Ce soir la nuit tombe sur une petite compagnie (à l’allure de la compagnie de l’Anneau !) qui a décidé de vivre une nuit d’adoration au Point-Cœur de Lviv. Nous sommes 9 : nos deux amies arrivées de Karkiv, Liena et Irina (presque deux vrais « hobbits » tant elles sont petites de taille par leur handicap mais si grandes de tout), et qui vont essayer de passer la frontière demain en Pologne ; Oleh avec sa tenue de militaire : avant de rejoindre son bataillon médical à Kiev cette nuit, il a tenu à nous saluer et à s’incliner devant l’hostie. Puis il y a Oksanna (qui a vécu au Point-Cœur il y a quelques années), elle n’a pu supporter de vivre seule les terribles premières heures de l’annonce de la guerre. Christina et Yara, deux jeunes étudiantes, fidèles amies qui viennent régulièrement participer à la nuit d’adoration mensuelle. Enfin André le frère de Sofia qui est la seule de ma communauté à être restée au Point-Cœur (les 3 autres ont pu rejoindre leur famille).

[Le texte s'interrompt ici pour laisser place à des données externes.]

//! Tests for the scheduler module

use super::*;
use crate::config::{ExecutorKind, RunConfig};
use crate::context::SharedContext;
use crate::metrics::names;
use crate::outcome::{OutcomeClassifier, RequestOutcome};
use crate::response::RawResponse;
use crate::stage::{Stage, StagePlan};
use crate::traits::{ClientSession, SessionError, Workload};

use async_trait::async_trait;
use chrono::Utc;
use std::collections::HashSet;
use std::sync::atomic::{AtomicUsize, Ordering};
use std::sync::Arc;
use std::time::{Duration, Instant};

// ============================================================================
// Mock Workload
// ============================================================================

struct MockWorkload {
    delay: Duration,
    in_flight: AtomicUsize,
    max_in_flight: AtomicUsize,
    iterations: AtomicUsize,
    unbound: HashSet<usize>,
}

impl MockWorkload {
    fn new(delay: Duration) -> Self {
        Self {
            delay,
            in_flight: AtomicUsize::new(0),
            max_in_flight: AtomicUsize::new(0),
            iterations: AtomicUsize::new(0),
            unbound: HashSet::new(),
        }
    }

    fn without_session_for(mut self, ordinal: usize) -> Self {
        self.unbound.insert(ordinal);
        self
    }
}

#[async_trait]
impl Workload for MockWorkload {
    fn name(&self) -> &str {
        "mock-workload"
    }

    fn bind(&self, _ctx: &SharedContext, ordinal: usize) -> Result<ClientSession, SessionError> {
        if self.unbound.contains(&ordinal) {
            return Err(SessionError::MissingUser { ordinal });
        }
        Ok(ClientSession::anonymous(ordinal))
    }

    async fn iteration(
        &self,
        _ctx: &SharedContext,
        session: &mut ClientSession,
    ) -> Vec<RequestOutcome> {
        let now = self.in_flight.fetch_add(1, Ordering::SeqCst) + 1;
        self.max_in_flight.fetch_max(now, Ordering::SeqCst);
        let sent_at = Utc::now();

        tokio::time::sleep(self.delay).await;

        self.in_flight.fetch_sub(1, Ordering::SeqCst);
        self.iterations.fetch_add(1, Ordering::SeqCst);
        session.iteration += 1;

        vec![RequestOutcome {
            request: "get".into(),
            ordinal: session.ordinal,
            sent_at,
            completed_at: Utc::now(),
            latency_ms: self.delay.as_secs_f64() * 1000.0,
            classification: OutcomeClassifier::default()
                .classify(&RawResponse::with_status(200, "{}")),
            tags: Default::default(),
        }]
    }
}

fn scheduler(config: RunConfig, workload: Arc<MockWorkload>) -> ExecutionScheduler {
    SchedulerBuilder::new()
        .config(config)
        .workload(workload)
        .context(Arc::new(SharedContext::empty("test")))
        .build()
        .expect("Failed to build scheduler")
}

// ============================================================================
// Builder Tests
// ============================================================================

#[test]
fn test_builder_missing_workload() {
    let result = SchedulerBuilder::new()
        .context(Arc::new(SharedContext::empty("test")))
        .build();

    let err = result.unwrap_err();
    assert!(err.message.contains("workload"));
}

#[test]
fn test_builder_missing_context() {
    let result = SchedulerBuilder::new()
        .workload(Arc::new(MockWorkload::new(Duration::ZERO)))
        .build();

    assert!(result.is_err());
}

#[test]
fn test_builder_invalid_config() {
    let result = SchedulerBuilder::new()
        .workload(Arc::new(MockWorkload::new(Duration::ZERO)))
        .context(Arc::new(SharedContext::empty("test")))
        .max_concurrency(0)
        .build();

    assert!(result.is_err());
}

#[test]
fn test_builder_rejects_clients_above_ceiling() {
    let config = RunConfig::new(ExecutorKind::PerClientIterations {
        clients: 20,
        iterations: 1,
    })
    .with_max_concurrency(10);

    let result = SchedulerBuilder::new()
        .config(config)
        .workload(Arc::new(MockWorkload::new(Duration::ZERO)))
        .context(Arc::new(SharedContext::empty("test")))
        .build();

    assert!(result.is_err());
}

// ============================================================================
// Run Tests
// ============================================================================

#[tokio::test]
async fn test_shared_iterations_run_exactly_total() {
    let workload = Arc::new(MockWorkload::new(Duration::from_millis(1)));
    let config = RunConfig::new(ExecutorKind::SharedIterations {
        clients: 100,
        iterations: 1000,
    });
    let scheduler = scheduler(config, Arc::clone(&workload));

    let outcome = scheduler.run().await.expect("Run failed");

    assert_eq!(outcome.stop_reason, StopReason::Completed);
    assert!(!outcome.partial);
    assert_eq!(outcome.clients.admitted, 100);
    assert_eq!(outcome.clients.iterations, 1000);
    assert_eq!(workload.iterations.load(Ordering::SeqCst), 1000);
    assert_eq!(scheduler.sink().count(names::HTTP_REQS), 1000);
    assert!(outcome.peak_concurrency <= 100);
}

#[tokio::test]
async fn test_per_client_iterations() {
    let workload = Arc::new(MockWorkload::new(Duration::from_millis(1)));
    let config = RunConfig::new(ExecutorKind::PerClientIterations {
        clients: 3,
        iterations: 4,
    });
    let scheduler = scheduler(config, Arc::clone(&workload));

    let outcome = scheduler.run().await.expect("Run failed");

    assert_eq!(outcome.clients.iterations, 12);
    assert_eq!(outcome.clients.completed, 3);
    assert_eq!(outcome.peak_concurrency, 3);
}

#[tokio::test]
async fn test_ramping_never_exceeds_ceiling() {
    let workload = Arc::new(MockWorkload::new(Duration::from_millis(5)));
    let plan = StagePlan::new(
        0,
        vec![
            Stage::new(Duration::from_millis(100), 20),
            Stage::new(Duration::from_millis(100), 20),
            Stage::new(Duration::from_millis(50), 0),
        ],
    );
    let config = RunConfig::new(ExecutorKind::RampingClients { plan })
        .with_max_concurrency(8)
        .with_tick(Duration::from_millis(5))
        .with_graceful_stop(Duration::from_secs(1));
    let scheduler = scheduler(config, Arc::clone(&workload));

    let outcome = scheduler.run().await.expect("Run failed");

    assert_eq!(outcome.stop_reason, StopReason::Completed);
    assert!(outcome.peak_concurrency <= 8);
    assert!(workload.max_in_flight.load(Ordering::SeqCst) <= 8);
    assert!(outcome.clients.iterations > 0);
    assert_eq!(scheduler.population().active(), 0);
}

#[tokio::test]
async fn test_graceful_overrun_within_deadline_is_completed() {
    let workload = Arc::new(MockWorkload::new(Duration::from_secs(2)));
    let plan = StagePlan::new(
        0,
        vec![
            Stage::new(Duration::from_millis(50), 2),
            Stage::new(Duration::from_millis(50), 2),
        ],
    );
    let graceful = Duration::from_millis(100);
    let config = RunConfig::new(ExecutorKind::RampingClients { plan: plan.clone() })
        .with_max_concurrency(2)
        .with_tick(Duration::from_millis(5))
        .with_graceful_stop(graceful)
        .with_max_duration(plan.total_duration() + graceful);
    let scheduler = scheduler(config, workload);

    let start = Instant::now();
    let outcome = scheduler.run().await.expect("Run failed");

    assert!(start.elapsed() < Duration::from_secs(1));
    assert_eq!(outcome.stop_reason, StopReason::Completed);
    assert!(!outcome.partial);
    assert!(outcome.clients.interrupted >= 1);
}

#[tokio::test]
async fn test_constant_clients_hold_target() {
    let workload = Arc::new(MockWorkload::new(Duration::from_millis(5)));
    let config = RunConfig::new(ExecutorKind::ConstantClients {
        clients: 4,
        duration: Duration::from_millis(100),
    })
    .with_tick(Duration::from_millis(5));
    let scheduler = scheduler(config, Arc::clone(&workload));

    let outcome = scheduler.run().await.expect("Run failed");

    assert_eq!(outcome.stop_reason, StopReason::Completed);
    assert_eq!(outcome.peak_concurrency, 4);
    assert_eq!(outcome.clients.admitted, 4);
    assert_eq!(outcome.clients.retired, 4);
}

#[tokio::test]
async fn test_deadline_truncates_plan() {
    let workload = Arc::new(MockWorkload::new(Duration::from_millis(10)));
    let config = RunConfig::new(ExecutorKind::ConstantClients {
        clients: 5,
        duration: Duration::from_secs(30),
    })
    .with_tick(Duration::from_millis(5))
    .with_max_duration(Duration::from_millis(100));
    let scheduler = scheduler(config, workload);

    let start = Instant::now();
    let outcome = scheduler.run().await.expect("Run failed");

    assert!(start.elapsed() < Duration::from_secs(2));
    assert_eq!(outcome.stop_reason, StopReason::Deadline);
    assert!(outcome.partial);
    assert_eq!(outcome.clients.interrupted, 5);
    assert!(scheduler.sink().count(names::HTTP_REQS) > 0);
}

#[tokio::test]
async fn test_deadline_stops_iteration_executor() {
    let workload = Arc::new(MockWorkload::new(Duration::from_millis(20)));
    let config = RunConfig::new(ExecutorKind::PerClientIterations {
        clients: 2,
        iterations: 1_000,
    })
    .with_max_duration(Duration::from_millis(100));
    let scheduler = scheduler(config, workload);

    let outcome = scheduler.run().await.expect("Run failed");

    assert_eq!(outcome.stop_reason, StopReason::Deadline);
    assert!(outcome.partial);
    assert!(outcome.clients.iterations < 2_000);
}

#[tokio::test]
async fn test_interrupt_marks_run_interrupted() {
    let workload = Arc::new(MockWorkload::new(Duration::from_millis(10)));
    let config = RunConfig::new(ExecutorKind::ConstantClients {
        clients: 2,
        duration: Duration::from_secs(30),
    })
    .with_tick(Duration::from_millis(5));
    let scheduler = Arc::new(scheduler(config, workload));
    let stop = scheduler.stop_handle();

    let run = {
        let scheduler = Arc::clone(&scheduler);
        tokio::spawn(async move { scheduler.run().await })
    };

    tokio::time::sleep(Duration::from_millis(60)).await;
    stop.interrupt();

    let outcome = run
        .await
        .expect("Run task panicked")
        .expect("Run failed");

    assert_eq!(outcome.stop_reason, StopReason::Interrupted);
    assert!(outcome.partial);
    assert!(outcome.clients.iterations > 0);
}

#[tokio::test]
async fn test_run_with_timeout() {
    let workload = Arc::new(MockWorkload::new(Duration::from_millis(10)));
    let config = RunConfig::new(ExecutorKind::PerClientIterations {
        clients: 2,
        iterations: 1_000,
    });
    let scheduler = scheduler(config, workload);

    let start = Instant::now();
    let outcome = scheduler
        .run_with_timeout(Duration::from_millis(100))
        .await
        .expect("Run failed");
    let elapsed = start.elapsed();

    assert!(elapsed >= Duration::from_millis(100));
    assert!(elapsed < Duration::from_millis(1_000));
    assert_eq!(outcome.stop_reason, StopReason::Deadline);
}

#[tokio::test]
async fn test_setup_failure_does_not_abort_run() {
    let workload = Arc::new(MockWorkload::new(Duration::from_millis(1)).without_session_for(2));
    let config = RunConfig::new(ExecutorKind::PerClientIterations {
        clients: 3,
        iterations: 2,
    });
    let scheduler = scheduler(config, Arc::clone(&workload));

    let outcome = scheduler.run().await.expect("Run failed");

    assert_eq!(outcome.stop_reason, StopReason::Completed);
    assert_eq!(outcome.clients.setup_failed, 1);
    assert_eq!(outcome.clients.completed, 2);
    assert_eq!(outcome.clients.iterations, 4);
    assert_eq!(scheduler.sink().count(names::CLIENT_SETUP_FAILED), 1);
}

#[tokio::test]
async fn test_rate_limit_is_run_wide() {
    let workload = Arc::new(MockWorkload::new(Duration::ZERO));
    let config = RunConfig::new(ExecutorKind::SharedIterations {
        clients: 4,
        iterations: 30,
    })
    .with_rate_limit(100.0);
    let scheduler = scheduler(config, workload);

    let start = Instant::now();
    let outcome = scheduler.run().await.expect("Run failed");

    assert_eq!(outcome.clients.iterations, 30);
    // 100 burst tokens cover everything; the cap must not starve clients
    assert!(start.elapsed() < Duration::from_secs(2));
}

#[tokio::test]
async fn test_scheduler_debug_format() {
    let scheduler = scheduler(
        RunConfig::default(),
        Arc::new(MockWorkload::new(Duration::ZERO)),
    );

    let debug = format!("{:?}", scheduler);
    assert!(debug.contains("ExecutionScheduler"));
    assert!(debug.contains("mock-workload"));
}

Le père Alexandre est venu célébrer la messe et avant de partir à cause du couvre-feu, nous échangeons tous les nouvelles de ces dernières 48h autour d’un thé : l’exode de milliers de personnes, les bombardements, Kiev encerclé, l’est qui semble tomber, le courage des troupes ukrainiennes véritable David contre Goliath…
Photo: oeuvre « Mère, ne pleure pas ! »
Pas encore 48h que la terrible nouvelle de l’invasion russe nous est tombée dessus et il me semble déjà que cela fait si longtemps… Les premières peurs avec les hurlements des sirènes et surtout le choc de la nouvelle et tout ce que cela a de conséquences sur ce peuple déjà marqué par tant de souffrances…
Et puis tant de postures, de signes, de petites épiphanies, de gestes qui illuminent comme des étoiles ce ciel bien sombre:
- Sofia (mon petit soldat !) qui toujours avec son grand sérieux, prend en main les directives à prendre en cas de bombardement, fait quelques réserves de nourriture, se renseigne sur les possibilités de volontariat, où donner son sang… Le premier soir de l’annonce de la guerre, elle se met au piano jouant avec toute son âme des œuvres de Rachmaninov, Debussy et Chopin. Et surtout surtout, elle viendra prier avec moi alors que depuis si longtemps elle semble dire non au Seigneur…
- La bienveillance toute nouvelle avec nos voisins (parfois si hostiles) : se retrouver tous ensemble dans la cave de l’immeuble a fait tomber bien des murs ! Même la voisine du dessous est venue participer à la messe ce soir.
- Grand ménage dans l’atelier : Ania a tenu à ce que nous préparions les lieux pour recevoir des familles de réfugiés. En passant par la cathédrale latine, j’ai vu que nos prêtres s’affairaient aussi à rendre accueillant le sous-sol…
- Les innombrables coup de fil des amis de toute l’Ukraine pour prendre des nouvelles des uns et des autres, pour s’aider, se soutenir avec toujours cette invitation incessante à prier, cette confiance que notre destin est dans les mains de Dieu…
Ce matin dans la rue, j’ai assisté à une scène qui m’a bien bouleversée : une jeune femme toute en noir était à genoux en train de mendier avec une petite pancarte où était écrit : aidez-moi jeune veuve avec deux enfants. Penchée sur elle, une vieille grand-mère qui lui disait : « Viens chez moi dans mon village, prends tes enfants et viens dans ma maison. Je vis avec mes trois petits-enfants, nous avons une vache, il y aura du lait pour tous ». Je n’ai pu m’empêcher de la prendre dans mes bras et de l’embrasser. Nous pleurions avec Oksanna devant tant de bonté.
Elle est « le juste du proverbe sans lequel il n’est village qui tienne. Ni ville. Ni notre terre entière. » [1]La maison de Matriona .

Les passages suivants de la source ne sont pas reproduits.